La práctica consciente de las cinco salawât es un reto, cuyo cumplimiento preciso debe hacernos acoplar nuestra vida al ritmo de la luz natural sobre la tierra. Esto en la sociedad moderna se ha perdido. La luz artificial nos permite entrar en la noche sin conciencia de la oscuridad que nos rodea. Aunque, desde otro punto de vista, debemos decir que eso ha sido algo querido por Al-lâh, tal vez para hacer más difícil la práctica del Dîn en el final de los tiempos. Solo Al-lâh sabe.
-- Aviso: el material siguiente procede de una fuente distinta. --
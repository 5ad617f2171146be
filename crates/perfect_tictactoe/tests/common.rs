//! Shared helpers for engine integration tests.

#![allow(dead_code)]

use perfect_tictactoe::{Board, Cell, Player, Square, check_winner, completes_line};
use std::collections::{HashMap, HashSet};

/// Exact game value for the player to move: 1 win, 0 draw, -1 loss.
pub fn solve(board: &mut Board, to_move: Player, memo: &mut HashMap<(Board, Player), i8>) -> i8 {
    if let Some(winner) = check_winner(board) {
        return if winner == to_move { 1 } else { -1 };
    }
    if board.is_full() {
        return 0;
    }
    if let Some(&value) = memo.get(&(board.clone(), to_move)) {
        return value;
    }

    let empty: Vec<Cell> = board.cells().filter(|&c| board.is_empty(c)).collect();
    let mut best = -1;
    for cell in empty {
        board.set(cell, Square::Occupied(to_move)).unwrap();
        let value = -solve(board, to_move.opponent(), memo);
        board.set(cell, Square::Empty).unwrap();
        best = best.max(value);
        if best == 1 {
            break;
        }
    }

    memo.insert((board.clone(), to_move), best);
    best
}

/// Value for `player` of playing `cell` on `board`.
pub fn move_value(
    board: &Board,
    player: Player,
    cell: Cell,
    memo: &mut HashMap<(Board, Player), i8>,
) -> i8 {
    let mut child = board.clone();
    child.set(cell, Square::Occupied(player)).unwrap();
    -solve(&mut child, player.opponent(), memo)
}

/// Cells where `player` would complete a line immediately.
pub fn winning_cells(board: &Board, player: Player) -> Vec<Cell> {
    board
        .cells()
        .filter(|&cell| board.is_empty(cell))
        .filter(|&cell| {
            let mut child = board.clone();
            child.set(cell, Square::Occupied(player)).unwrap();
            completes_line(&child, cell)
        })
        .collect()
}

/// Every undecided position reachable from `start` by alternating play.
pub fn reachable(start: &Board, to_move: Player) -> Vec<(Board, Player)> {
    let mut seen = HashSet::new();
    let mut stack = vec![(start.clone(), to_move)];
    let mut out = Vec::new();
    while let Some((board, player)) = stack.pop() {
        if check_winner(&board).is_some() || board.is_full() {
            continue;
        }
        if !seen.insert((board.clone(), player)) {
            continue;
        }
        for cell in board.cells().filter(|&c| board.is_empty(c)) {
            let mut child = board.clone();
            child.set(cell, Square::Occupied(player)).unwrap();
            stack.push((child, player.opponent()));
        }
        out.push((board, player));
    }
    out
}
//! Perfect tic-tac-toe - pure game logic and an exact move selector
//!
//! The engine solves the position in front of it: minimax with alpha-beta
//! pruning runs to the end of the game on every call, so its moves are
//! optimal for both sides.
//!
//! # Architecture
//!
//! - **Board**: N×N grid of squares, 3×3 by default
//! - **Rules**: line detection and terminal classification
//! - **Game**: turn tracking and move validation for a live game
//! - **Search**: move generation, ordering, alpha-beta and move selection
//!
//! # Example
//!
//! ```
//! use perfect_tictactoe::{Board, Cell, Engine, Player};
//!
//! let mut board = Board::from_rows(&[['x', 'x', ' '], [' ', 'o', ' '], [' ', ' ', 'o']]).unwrap();
//! let engine = Engine::new();
//! assert_eq!(engine.select_move(&mut board, Player::X), Some(Cell::new(0, 2)));
//! ```

#![warn(missing_docs)]
#![forbid(unsafe_code)]

mod board;
mod game;
pub mod rules;
pub mod search;
mod types;

pub use board::{Board, BoardError, DEFAULT_BOARD_SIZE, MAX_BOARD_SIZE};
pub use game::{GameState, GameStatus, MoveError};
pub use rules::{Outcome, check_winner, completes_line, evaluate};
pub use search::{
    Engine, Scoring, ScoringError, SearchPath, SearchReport, SearchStats, opening_cell,
    select_move,
};
pub use types::{Cell, ParsePlayerError, Player, Square};
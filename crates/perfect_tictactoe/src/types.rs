//! Core domain types for tic-tac-toe.

use derive_more::{Display, Error};
use serde::{Deserialize, Serialize};
use std::str::FromStr;

/// Player in the game.
#[derive(
    Debug, Clone, Copy, PartialEq, Eq, Hash, Serialize, Deserialize, Display, strum::EnumIter,
)]
#[serde(rename_all = "lowercase")]
pub enum Player {
    /// Player X (goes first).
    #[display("x")]
    #[serde(alias = "X")]
    X,
    /// Player O (goes second).
    #[display("o")]
    #[serde(alias = "O")]
    O,
}

impl Player {
    /// Returns the opponent player.
    pub fn opponent(self) -> Self {
        match self {
            Player::X => Player::O,
            Player::O => Player::X,
        }
    }

    /// Returns the board symbol for this player.
    pub fn symbol(self) -> char {
        match self {
            Player::X => 'x',
            Player::O => 'o',
        }
    }

    /// Parses a player from its symbol, ignoring case.
    pub fn from_symbol(c: char) -> Option<Self> {
        match c {
            'x' | 'X' => Some(Player::X),
            'o' | 'O' => Some(Player::O),
            _ => None,
        }
    }
}

/// Error returned when a string does not name a player.
#[derive(Debug, Clone, PartialEq, Eq, Display, Error)]
#[display("Unknown player symbol: {:?} (expected x or o)", input)]
pub struct ParsePlayerError {
    /// The rejected input.
    pub input: String,
}

impl FromStr for Player {
    type Err = ParsePlayerError;

    fn from_str(s: &str) -> Result<Self, Self::Err> {
        let mut chars = s.trim().chars();
        match (chars.next().and_then(Player::from_symbol), chars.next()) {
            (Some(player), None) => Ok(player),
            _ => Err(ParsePlayerError {
                input: s.to_string(),
            }),
        }
    }
}

/// A square on the tic-tac-toe board.
#[derive(Debug, Clone, Copy, PartialEq, Eq, Hash, Serialize, Deserialize, Default)]
pub enum Square {
    /// Empty square.
    #[default]
    Empty,
    /// Square occupied by a player.
    Occupied(Player),
}

impl Square {
    /// Returns the character drawn for this square.
    pub fn symbol(self) -> char {
        match self {
            Square::Empty => ' ',
            Square::Occupied(player) => player.symbol(),
        }
    }

    /// Parses a square from a character. Space, `.` and `-` are empty.
    pub fn from_symbol(c: char) -> Option<Self> {
        match c {
            ' ' | '.' | '-' => Some(Square::Empty),
            other => Player::from_symbol(other).map(Square::Occupied),
        }
    }

    /// Returns the occupying player, if any.
    pub fn player(self) -> Option<Player> {
        match self {
            Square::Empty => None,
            Square::Occupied(player) => Some(player),
        }
    }
}

/// A cell coordinate, 0-based.
///
/// Displayed 1-based as `(column, row)`, the order the terminal asks for input.
#[derive(
    Debug, Clone, Copy, PartialEq, Eq, Hash, PartialOrd, Ord, Serialize, Deserialize, derive_new::new,
)]
pub struct Cell {
    /// Row index.
    pub row: usize,
    /// Column index.
    pub col: usize,
}

impl std::fmt::Display for Cell {
    fn fmt(&self, f: &mut std::fmt::Formatter<'_>) -> std::fmt::Result {
        write!(f, "({}, {})", self.col + 1, self.row + 1)
    }
}
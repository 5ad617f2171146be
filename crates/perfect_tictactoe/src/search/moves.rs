//! Move generation and static move ordering.

use crate::board::Board;
use crate::types::{Cell, Square};

/// Ordering weight of the board centre.
pub const CENTER_WEIGHT: u8 = 4;

/// Ordering weight of diagonal cells and cells next to the centre.
pub const NEAR_WEIGHT: u8 = 3;

/// Ordering weight of every other cell.
pub const EDGE_WEIGHT: u8 = 2;

/// Returns every empty cell in row-major order.
pub fn generate(board: &Board) -> Vec<Cell> {
    let mut moves = Vec::with_capacity(board.size() * board.size());
    generate_into(board, &mut moves);
    moves
}

/// Fills `moves` with every empty cell in row-major order, reusing its buffer.
pub fn generate_into(board: &Board, moves: &mut Vec<Cell>) {
    moves.clear();
    let n = board.size();
    moves.extend(
        board
            .squares()
            .iter()
            .enumerate()
            .filter(|(_, square)| **square == Square::Empty)
            .map(|(i, _)| Cell::new(i / n, i % n)),
    );
}

/// Static positional weight of a cell on a `size`×`size` board.
///
/// The centre distance is the Manhattan distance to the nearest central
/// cell; even boards have four central cells, odd boards one.
pub fn weight(size: usize, cell: Cell) -> u8 {
    let distance = axis_distance(size, cell.row) + axis_distance(size, cell.col);
    let on_diagonal = cell.row == cell.col || cell.row + cell.col + 1 == size;
    if distance == 0 {
        CENTER_WEIGHT
    } else if on_diagonal || distance == 1 {
        NEAR_WEIGHT
    } else {
        EDGE_WEIGHT
    }
}

/// Reorders `moves` heaviest first. Equal weights keep their relative order.
pub fn order(size: usize, moves: &mut [Cell]) {
    // Stable sort: equal weights keep row-major order.
    moves.sort_by_key(|&cell| std::cmp::Reverse(weight(size, cell)));
}

/// Distance from `index` to the nearest central index along one axis.
fn axis_distance(size: usize, index: usize) -> usize {
    let high = size / 2;
    let low = if size % 2 == 0 { high - 1 } else { high };
    if index < low {
        low - index
    } else {
        index.saturating_sub(high)
    }
}

#[cfg(test)]
mod tests {
    use super::*;

    #[test]
    fn test_generate_row_major() {
        let board: Board = "x.o/.x./o..".parse().unwrap();
        assert_eq!(
            generate(&board),
            vec![
                Cell::new(0, 1),
                Cell::new(1, 0),
                Cell::new(1, 2),
                Cell::new(2, 1),
                Cell::new(2, 2)
            ]
        );
    }

    #[test]
    fn test_generate_into_reuses_buffer() {
        let mut moves = vec![Cell::new(9, 9)];
        generate_into(&"xxx/xxx/xx.".parse::<Board>().unwrap(), &mut moves);
        assert_eq!(moves, vec![Cell::new(2, 2)]);
    }

    #[test]
    fn test_weights_on_standard_board() {
        assert_eq!(weight(3, Cell::new(1, 1)), CENTER_WEIGHT);
        assert_eq!(weight(3, Cell::new(0, 0)), NEAR_WEIGHT);
        assert_eq!(weight(3, Cell::new(0, 1)), NEAR_WEIGHT);
        assert_eq!(weight(3, Cell::new(2, 0)), NEAR_WEIGHT);
    }

    #[test]
    fn test_weights_on_even_board() {
        for (row, col) in [(1, 1), (1, 2), (2, 1), (2, 2)] {
            assert_eq!(weight(4, Cell::new(row, col)), CENTER_WEIGHT);
        }
        assert_eq!(weight(4, Cell::new(0, 0)), NEAR_WEIGHT);
        assert_eq!(weight(4, Cell::new(0, 1)), NEAR_WEIGHT);
        assert_eq!(weight(4, Cell::new(3, 0)), NEAR_WEIGHT);
        assert_eq!(weight(4, Cell::new(0, 2)), NEAR_WEIGHT);
    }

    #[test]
    fn test_weights_on_five_board() {
        assert_eq!(weight(5, Cell::new(2, 2)), CENTER_WEIGHT);
        assert_eq!(weight(5, Cell::new(0, 0)), NEAR_WEIGHT);
        assert_eq!(weight(5, Cell::new(1, 2)), NEAR_WEIGHT);
        assert_eq!(weight(5, Cell::new(0, 1)), EDGE_WEIGHT);
        assert_eq!(weight(5, Cell::new(0, 2)), EDGE_WEIGHT);
    }

    #[test]
    fn test_order_is_stable_partition() {
        let board = Board::with_size(5).unwrap();
        let mut moves = generate(&board);
        order(5, &mut moves);
        assert_eq!(moves[0], Cell::new(2, 2));
        // Within the middle bucket, row-major order survives.
        assert_eq!(moves[1], Cell::new(0, 0));
        assert_eq!(moves[2], Cell::new(0, 4));
        assert_eq!(moves[3], Cell::new(1, 1));
        let weights: Vec<_> = moves.iter().map(|&c| weight(5, c)).collect();
        assert!(weights.windows(2).all(|w| w[0] >= w[1]));
        assert_eq!(*moves.last().unwrap(), Cell::new(4, 3));
    }

    #[test]
    fn test_order_standard_board_puts_centre_first() {
        let mut moves = generate(&Board::new());
        order(3, &mut moves);
        assert_eq!(moves[0], Cell::new(1, 1));
        assert_eq!(&moves[1..3], &[Cell::new(0, 0), Cell::new(0, 1)]);
    }
}
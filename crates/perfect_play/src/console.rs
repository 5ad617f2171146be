//! Line-based terminal I/O for a human player.
//!
//! Every prompt reads one line. End of input is reported to the caller as
//! `None` (or the documented default) rather than as an error, so a closed
//! stdin ends the session cleanly.

use derive_more::Display;
use perfect_tictactoe::{Board, Cell, Player};
use std::io::{self, BufRead, Write};
use tracing::{debug, instrument};

/// How a finished game went, from the human's side of the table.
#[derive(Debug, Clone, Copy, PartialEq, Eq, Display)]
pub enum Verdict {
    /// The human completed a line.
    #[display("Player wins!")]
    HumanWins,
    /// The engine completed a line.
    #[display("AI wins!")]
    AiWins,
    /// The board filled up without a line.
    #[display("It's a tie!")]
    Tie,
}

/// Which coordinate a prompt is asking for.
#[derive(Debug, Clone, Copy, PartialEq, Eq, Display)]
enum Axis {
    #[display("column")]
    Column,
    #[display("row")]
    Row,
}

impl Axis {
    fn prompt(self) -> &'static str {
        match self {
            Axis::Column => "Input column: ",
            Axis::Row => "Input row: ",
        }
    }

    fn capitalized(self) -> &'static str {
        match self {
            Axis::Column => "Column",
            Axis::Row => "Row",
        }
    }
}

/// Terminal front end over any line reader and writer.
#[derive(Debug)]
pub struct Console<R, W> {
    input: R,
    output: W,
}

impl<R: BufRead, W: Write> Console<R, W> {
    /// Wraps an input and an output stream.
    pub fn new(input: R, output: W) -> Self {
        Self { input, output }
    }

    /// Consumes the console and returns the output stream.
    pub fn into_output(self) -> W {
        self.output
    }

    /// Asks which symbol the human plays. Defaults to `x` at end of input.
    #[instrument(skip(self))]
    pub fn choose_symbol(&mut self) -> io::Result<Player> {
        loop {
            self.prompt("Choose your symbol (x/o): ")?;
            let Some(line) = self.read_line()? else {
                self.say("\nEOF received. Defaulting to x.")?;
                return Ok(Player::X);
            };
            let Some(first) = line.trim().chars().next() else {
                continue;
            };
            match Player::from_symbol(first) {
                Some(player) => {
                    debug!(%player, "Human chose symbol");
                    return Ok(player);
                }
                None => self.say("Please enter x or o.")?,
            }
        }
    }

    /// Reads a legal move for `board`, or `None` at end of input.
    ///
    /// Coordinates are entered 1-based, column first. An occupied cell
    /// restarts the prompt from the column.
    #[instrument(skip(self, board))]
    pub fn read_move(&mut self, board: &Board) -> io::Result<Option<Cell>> {
        let size = board.size();
        loop {
            let Some(col) = self.read_coordinate(Axis::Column, size)? else {
                return Ok(None);
            };
            let Some(row) = self.read_coordinate(Axis::Row, size)? else {
                return Ok(None);
            };
            let cell = Cell::new(row, col);
            if board.is_empty(cell) {
                debug!(%cell, "Human move read");
                return Ok(Some(cell));
            }
            self.say("Cell already occupied. Choose another.\n")?;
        }
    }

    /// Asks whether to play another game. End of input means no.
    #[instrument(skip(self))]
    pub fn ask_restart(&mut self) -> io::Result<bool> {
        loop {
            self.prompt("Play again? (y/n): ")?;
            let Some(line) = self.read_line()? else {
                return Ok(false);
            };
            match line.trim().chars().next() {
                None => continue,
                Some('y' | 'Y') => return Ok(true),
                Some('n' | 'N') => return Ok(false),
                Some(_) => self.say("Please enter y or n.")?,
            }
        }
    }

    /// Draws the board between blank lines.
    pub fn show_board(&mut self, board: &Board) -> io::Result<()> {
        write!(self.output, "\n{}\n", board.render())?;
        self.output.flush()
    }

    /// Reports the engine's move, 1-based and column first.
    pub fn announce_ai_move(&mut self, cell: Cell) -> io::Result<()> {
        self.say(&format!("AI plays {}", cell))
    }

    /// Reports the end of a game and draws the final board.
    pub fn announce_result(&mut self, verdict: Verdict, board: &Board) -> io::Result<()> {
        self.say(&verdict.to_string())?;
        self.show_board(board)?;
        self.say("")
    }

    /// Writes one line of text.
    pub fn say(&mut self, message: &str) -> io::Result<()> {
        writeln!(self.output, "{}", message)?;
        self.output.flush()
    }

    fn prompt(&mut self, text: &str) -> io::Result<()> {
        write!(self.output, "{}", text)?;
        self.output.flush()
    }

    /// Reads one line, `None` at end of input.
    fn read_line(&mut self) -> io::Result<Option<String>> {
        let mut line = String::new();
        match self.input.read_line(&mut line)? {
            0 => Ok(None),
            _ => Ok(Some(line)),
        }
    }

    /// Prompts until a number in `1..=size` arrives; returns it 0-based.
    fn read_coordinate(&mut self, axis: Axis, size: usize) -> io::Result<Option<usize>> {
        loop {
            self.prompt(axis.prompt())?;
            let Some(line) = self.read_line()? else {
                return Ok(None);
            };
            let Some(token) = line.split_whitespace().next() else {
                continue;
            };
            match token.parse::<i64>() {
                Ok(value) if (1..=size as i64).contains(&value) => {
                    return Ok(Some(value as usize - 1));
                }
                Ok(value) => {
                    debug!(%axis, value, "Coordinate out of range");
                    self.say(&format!(
                        "{} out of range (1-{}).",
                        axis.capitalized(),
                        size
                    ))?;
                }
                Err(_) => {
                    self.say(&format!(
                        "Invalid {} input. Enter a number 1-{}.",
                        axis, size
                    ))?;
                }
            }
        }
    }
}

#[cfg(test)]
mod tests {
    use super::*;
    use std::io::Cursor;

    fn console(input: &str) -> Console<Cursor<Vec<u8>>, Vec<u8>> {
        Console::new(Cursor::new(input.as_bytes().to_vec()), Vec::new())
    }

    fn output(console: Console<Cursor<Vec<u8>>, Vec<u8>>) -> String {
        String::from_utf8(console.into_output()).unwrap()
    }

    #[test]
    fn test_verdict_messages() {
        assert_eq!(Verdict::HumanWins.to_string(), "Player wins!");
        assert_eq!(Verdict::AiWins.to_string(), "AI wins!");
        assert_eq!(Verdict::Tie.to_string(), "It's a tie!");
    }

    #[test]
    fn test_coordinate_accepts_leading_number() {
        let mut c = console("  2 trailing\n");
        assert_eq!(c.read_coordinate(Axis::Row, 3).unwrap(), Some(1));
    }

    #[test]
    fn test_coordinate_skips_blank_lines() {
        let mut c = console("\n\n3\n");
        assert_eq!(c.read_coordinate(Axis::Column, 3).unwrap(), Some(2));
        assert_eq!(output(c), "Input column: Input column: Input column: ");
    }

    #[test]
    fn test_board_is_framed_by_blank_lines() {
        let mut c = console("");
        c.show_board(&Board::with_size(2).unwrap()).unwrap();
        assert_eq!(output(c), "\n   1  2 \n 1[ ][ ]\n 2[ ][ ]\n\n");
    }

    #[test]
    fn test_coordinate_eof() {
        let mut c = console("");
        assert_eq!(c.read_coordinate(Axis::Column, 3).unwrap(), None);
    }
}
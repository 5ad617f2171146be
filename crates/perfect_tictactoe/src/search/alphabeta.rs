//! Minimax with alpha-beta pruning over a borrowed board.
//!
//! The maximizing and minimizing plies are separate, mutually recursive
//! procedures. Each places a mark, recurses, and removes the mark again, so
//! the board is back in its original state whenever a procedure returns.
//!
//! Two fast paths replace the recursive call for a child position:
//! - the placed mark completes a line, so the child is a depth-adjusted win
//!   or loss without a full evaluator pass;
//! - the placed mark filled the last empty square without completing a line,
//!   so the child is a tie.

use super::moves::{generate_into, order};
use super::score::Scoring;
use crate::board::Board;
use crate::rules::{Outcome, completes_line, evaluate};
use crate::types::{Cell, Player};
use serde::{Deserialize, Serialize};

/// Counters for one top-level search.
#[derive(Debug, Clone, Copy, PartialEq, Eq, Default, Serialize, Deserialize)]
pub struct SearchStats {
    /// Positions visited by the recursive procedures.
    pub nodes: u64,
    /// Times a ply stopped early because `beta <= alpha`.
    pub cutoffs: u64,
}

/// Best root move found by [`Search::root`].
#[derive(Debug, Clone, Copy, PartialEq, Eq)]
pub(crate) struct RootChoice {
    pub(crate) cell: Cell,
    pub(crate) score: i32,
    pub(crate) immediate_win: bool,
}

/// Recursive search state for one call.
pub(crate) struct Search<'a> {
    board: &'a mut Board,
    ai: Player,
    scoring: Scoring,
    stats: SearchStats,
    /// One move buffer per depth, reused across siblings.
    buffers: Vec<Vec<Cell>>,
}

impl<'a> Search<'a> {
    pub(crate) fn new(board: &'a mut Board, ai: Player, scoring: Scoring) -> Self {
        let cells = board.size() * board.size();
        Self {
            board,
            ai,
            scoring,
            stats: SearchStats::default(),
            buffers: (0..=cells).map(|_| Vec::with_capacity(cells)).collect(),
        }
    }

    pub(crate) fn stats(&self) -> SearchStats {
        self.stats
    }

    /// Searches every candidate at the root, in the given order.
    ///
    /// Returns at once, with the board restored, if a candidate completes a
    /// line. Otherwise keeps the first candidate with the strictly highest
    /// score. `moves` must be non-empty.
    pub(crate) fn root(&mut self, moves: &[Cell]) -> RootChoice {
        let mut alpha = -self.scoring.infinity;
        let beta = self.scoring.infinity;
        let mut best = RootChoice {
            cell: moves[0],
            score: -self.scoring.infinity,
            immediate_win: false,
        };

        for &cell in moves {
            self.board.place(cell, self.ai);
            if completes_line(&*self.board, cell) {
                self.board.unplace(cell);
                return RootChoice {
                    cell,
                    score: self.scoring.win_at(1),
                    immediate_win: true,
                };
            }
            let score = self.minimize(1, alpha, beta);
            self.board.unplace(cell);

            if score > best.score {
                best.cell = cell;
                best.score = score;
                alpha = score;
            }
        }

        best
    }

    /// The AI's ply.
    pub(crate) fn maximize(&mut self, depth: u32, mut alpha: i32, beta: i32) -> i32 {
        self.stats.nodes += 1;
        if let Some(score) = self.terminal_score(depth) {
            return score;
        }

        let moves = self.take_moves(depth);
        let fills_board = moves.len() == 1;
        let mut best = -self.scoring.infinity;

        for &cell in &moves {
            self.board.place(cell, self.ai);
            let score = if completes_line(&*self.board, cell) {
                self.scoring.win_at(depth + 1)
            } else if fills_board {
                self.scoring.tie
            } else {
                self.minimize(depth + 1, alpha, beta)
            };
            self.board.unplace(cell);

            best = best.max(score);
            alpha = alpha.max(best);
            if beta <= alpha {
                self.stats.cutoffs += 1;
                break;
            }
        }

        self.give_back(depth, moves);
        best
    }

    /// The opponent's ply.
    pub(crate) fn minimize(&mut self, depth: u32, alpha: i32, mut beta: i32) -> i32 {
        self.stats.nodes += 1;
        if let Some(score) = self.terminal_score(depth) {
            return score;
        }

        let opponent = self.ai.opponent();
        let moves = self.take_moves(depth);
        let fills_board = moves.len() == 1;
        let mut best = self.scoring.infinity;

        for &cell in &moves {
            self.board.place(cell, opponent);
            let score = if completes_line(&*self.board, cell) {
                self.scoring.loss_at(depth + 1)
            } else if fills_board {
                self.scoring.tie
            } else {
                self.maximize(depth + 1, alpha, beta)
            };
            self.board.unplace(cell);

            best = best.min(score);
            beta = beta.min(best);
            if beta <= alpha {
                self.stats.cutoffs += 1;
                break;
            }
        }

        self.give_back(depth, moves);
        best
    }

    /// Depth-adjusted score if the position is already decided.
    fn terminal_score(&self, depth: u32) -> Option<i32> {
        match evaluate(&*self.board, self.ai) {
            Outcome::Continue => None,
            Outcome::Tie => Some(self.scoring.tie),
            Outcome::Win => Some(self.scoring.win_at(depth)),
            Outcome::Loss => Some(self.scoring.loss_at(depth)),
        }
    }

    /// Ordered candidates for this depth, in the depth's reusable buffer.
    fn take_moves(&mut self, depth: u32) -> Vec<Cell> {
        let mut moves = std::mem::take(&mut self.buffers[depth as usize]);
        generate_into(&*self.board, &mut moves);
        order(self.board.size(), &mut moves);
        moves
    }

    fn give_back(&mut self, depth: u32, moves: Vec<Cell>) {
        self.buffers[depth as usize] = moves;
    }
}
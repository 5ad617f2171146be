//! Engine-versus-engine benchmark.

use perfect_tictactoe::{BoardError, Engine, GameState, GameStatus, Player};
use serde::Serialize;
use std::time::Instant;
use tracing::{debug, info, instrument, warn};

/// Results of a self-play run.
#[derive(Debug, Clone, Copy, PartialEq, Serialize)]
pub struct SelfPlayReport {
    /// Games played.
    pub games: usize,
    /// Games won by the engine playing X.
    pub x_wins: usize,
    /// Games won by the engine playing O.
    pub o_wins: usize,
    /// Drawn games.
    pub ties: usize,
    /// Wall-clock time for all games, in seconds.
    pub elapsed_secs: f64,
}

impl SelfPlayReport {
    /// Games per second, or zero if no time was measured.
    pub fn throughput(&self) -> f64 {
        if self.elapsed_secs > 0.0 {
            self.games as f64 / self.elapsed_secs
        } else {
            0.0
        }
    }
}

impl std::fmt::Display for SelfPlayReport {
    fn fmt(&self, f: &mut std::fmt::Formatter<'_>) -> std::fmt::Result {
        writeln!(
            f,
            "Self-play finished: {} games. AI1Wins={} AI2Wins={} Ties={}",
            self.games, self.x_wins, self.o_wins, self.ties
        )?;
        write!(
            f,
            "Elapsed: {:.3} s, Throughput: {:.1} games/s",
            self.elapsed_secs,
            self.throughput()
        )
    }
}

/// Plays `games` complete games with the engine on both sides.
///
/// Each game starts from an empty `size`×`size` board with X to move.
#[instrument(skip(engine))]
pub fn run(engine: &Engine, size: usize, games: usize) -> Result<SelfPlayReport, BoardError> {
    let mut game = GameState::new(size)?;
    let mut report = SelfPlayReport {
        games,
        x_wins: 0,
        o_wins: 0,
        ties: 0,
        elapsed_secs: 0.0,
    };

    let start = Instant::now();
    for index in 0..games {
        game.restart();
        let status = play_out(engine, &mut game);
        match status {
            GameStatus::Won(Player::X) => report.x_wins += 1,
            GameStatus::Won(Player::O) => report.o_wins += 1,
            GameStatus::Draw => report.ties += 1,
            GameStatus::InProgress => warn!(index, "Game stopped before it finished"),
        }
        debug!(index, ?status, moves = game.move_count(), "Self-play game finished");
    }
    report.elapsed_secs = start.elapsed().as_secs_f64();

    info!(
        games = report.games,
        x_wins = report.x_wins,
        o_wins = report.o_wins,
        ties = report.ties,
        elapsed_secs = report.elapsed_secs,
        "Self-play finished"
    );
    Ok(report)
}

/// Lets the engine move for whoever is on turn until the game ends.
fn play_out(engine: &Engine, game: &mut GameState) -> GameStatus {
    while !game.is_over() {
        let mover = game.to_move();
        let Some(cell) = engine.select_move(game.board_mut(), mover) else {
            break;
        };
        if let Err(e) = game.make_move(cell) {
            warn!(error = %e, %cell, "Engine chose an illegal move");
            break;
        }
    }
    game.status()
}
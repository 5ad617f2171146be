//! Draw detection logic for tic-tac-toe.

use crate::board::Board;
use tracing::instrument;

/// Checks if the board is full (all squares occupied).
///
/// A full board with no winner indicates a draw.
#[instrument(skip(board))]
pub fn is_full(board: &Board) -> bool {
    board.is_full()
}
Las salawât nos dan una medida de desarrollo, una medida que se enlaza ampliamente con la escatología. Cada movimiento o postura tienen una significación precisa, llena de resonancias. La interpenetración entre la palabra y el movimiento, entre el cuerpo y el intelecto, entre lo interior y lo exterior. La recitación incluye de una forma imborrable la Palabra de Al-lâh en nuestra actividad diaria, en el propio hecho de moverse, de articular los músculos del cuerpo, de flexionarnos, sentarnos, erguirnos… poner en movimiento el cuerpo al mandato de la Palabra es algo que se automatiza (hasta cierto punto), independiente del raciocinio, para que el raciocinio permanezca abierto a las donaciones de sentido, en medio de la entrega.
Zakat
El tercer pilar del islam es la zakât, la purificación de los bienes terrenales. Debe entregarse anualmente y consiste en un determinado porcentaje sobre bienes concretos. Cada año, el día de la ‘âshûrâ del mes de muhárram (el décimo día del primer mes lunar) los musulmanes hacen cuentas para cumplir con esta obligación y entregan parte de sus bienes a los necesitados. En la sura 9, en el ayat 60, se mencionan los destinatarios “naturales” de la zakât:
“Las ofrendas dadas por Al-lâh son sólo para los pobres,
los necesitados, los que se ocupan de ellas,
aquellos cuyos corazones deben ser reconciliados,
para la liberación de seres humanos de la esclavitud,
para aquellos que están agobiados por deudas,
por la causa de Al-lâh y el viajero:
es una prescripción de Al-lâh,
y Al-lâh es omnisciente, sabio”.
La palabra zakât aparece en el Qur’án unas treinta y cuatro veces, y otras es mencionada indirectamente. En muchas de estas ocasiones acompaña a la orden de realizar la zakât:
“wa aqîmû salât wa âtû zakât”
“Estableced la salât y entregad la zakât”, lo cual quiere decir que ambos son indisociables. Del mismo modo que la salât implica el sometimiento a Al-lâh de todo nuestro ser y nuestro cuerpo, mediante la zakât nos sometemos desde un punto comunitario, considerando nuestros bienes no como nuestros sino como de Al-lâh, y que por tanto deben revertir sobre la ummah.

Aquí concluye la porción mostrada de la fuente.